--- WORKING DATA Enclosed Below ---
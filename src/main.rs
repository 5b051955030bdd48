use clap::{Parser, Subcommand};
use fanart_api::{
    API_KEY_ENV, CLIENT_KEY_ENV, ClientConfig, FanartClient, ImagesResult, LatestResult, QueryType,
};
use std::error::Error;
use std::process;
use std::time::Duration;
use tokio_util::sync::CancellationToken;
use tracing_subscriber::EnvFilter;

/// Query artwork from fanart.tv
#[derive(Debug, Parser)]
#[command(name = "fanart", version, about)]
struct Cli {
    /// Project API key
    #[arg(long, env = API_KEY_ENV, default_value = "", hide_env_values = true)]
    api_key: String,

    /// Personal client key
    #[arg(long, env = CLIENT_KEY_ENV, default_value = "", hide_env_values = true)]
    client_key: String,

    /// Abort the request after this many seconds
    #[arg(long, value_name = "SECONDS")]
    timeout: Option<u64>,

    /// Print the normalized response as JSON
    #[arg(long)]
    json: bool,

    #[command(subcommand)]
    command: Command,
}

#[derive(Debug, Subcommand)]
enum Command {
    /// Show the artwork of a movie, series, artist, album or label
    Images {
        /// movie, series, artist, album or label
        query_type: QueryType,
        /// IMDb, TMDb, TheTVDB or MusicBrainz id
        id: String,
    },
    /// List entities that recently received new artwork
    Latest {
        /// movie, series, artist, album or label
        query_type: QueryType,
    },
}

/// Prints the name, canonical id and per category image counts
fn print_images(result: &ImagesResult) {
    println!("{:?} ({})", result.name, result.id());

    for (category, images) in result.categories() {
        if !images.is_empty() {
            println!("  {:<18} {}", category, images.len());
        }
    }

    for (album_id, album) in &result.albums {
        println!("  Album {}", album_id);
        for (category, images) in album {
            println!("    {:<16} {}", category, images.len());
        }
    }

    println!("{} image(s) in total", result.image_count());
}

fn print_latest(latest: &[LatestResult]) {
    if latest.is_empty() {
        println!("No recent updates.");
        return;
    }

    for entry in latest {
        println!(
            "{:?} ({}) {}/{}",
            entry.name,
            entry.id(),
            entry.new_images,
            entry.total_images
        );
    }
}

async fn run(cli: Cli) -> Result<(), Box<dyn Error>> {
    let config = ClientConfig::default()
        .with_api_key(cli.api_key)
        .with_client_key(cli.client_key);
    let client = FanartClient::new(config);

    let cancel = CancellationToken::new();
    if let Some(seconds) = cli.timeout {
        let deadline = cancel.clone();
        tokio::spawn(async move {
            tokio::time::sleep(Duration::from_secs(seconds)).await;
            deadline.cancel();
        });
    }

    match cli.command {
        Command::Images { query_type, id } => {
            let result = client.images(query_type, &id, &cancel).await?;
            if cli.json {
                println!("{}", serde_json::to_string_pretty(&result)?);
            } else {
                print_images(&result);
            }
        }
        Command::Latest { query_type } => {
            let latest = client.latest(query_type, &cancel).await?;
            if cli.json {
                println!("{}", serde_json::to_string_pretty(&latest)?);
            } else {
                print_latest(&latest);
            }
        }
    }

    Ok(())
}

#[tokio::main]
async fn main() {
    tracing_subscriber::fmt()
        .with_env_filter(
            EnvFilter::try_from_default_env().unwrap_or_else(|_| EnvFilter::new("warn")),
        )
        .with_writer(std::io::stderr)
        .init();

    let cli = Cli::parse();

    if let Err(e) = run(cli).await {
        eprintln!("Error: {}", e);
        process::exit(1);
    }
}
--- End of Enclosed WORKING DATA ---
--- WORKING DATA Enclosed Below ---
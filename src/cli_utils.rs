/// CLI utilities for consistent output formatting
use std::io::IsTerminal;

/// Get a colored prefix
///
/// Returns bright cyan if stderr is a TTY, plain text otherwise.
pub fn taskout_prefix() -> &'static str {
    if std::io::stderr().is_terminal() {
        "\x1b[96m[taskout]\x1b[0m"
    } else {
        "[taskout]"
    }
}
--- End of Enclosed WORKING DATA ---
§ **WORK INSTRUCTION**
Above are the records; copy exactly the lines from the line with "filename src/main.rs" through the line with "#[derive(Debug, Parser)]", both included.

§ **REPLY**
filename src/main.rs
repository 5b051955030bdd48
use clap::{Parser, Subcommand};
use fanart_api::{
    API_KEY_ENV, CLIENT_KEY_ENV, ClientConfig, FanartClient, ImagesResult, LatestResult, QueryType,
};
use std::error::Error;
use std::process;
use std::time::Duration;
use tokio_util::sync::CancellationToken;
use tracing_subscriber::EnvFilter;

/// Query artwork from fanart.tv
#[derive(Debug, Parser)]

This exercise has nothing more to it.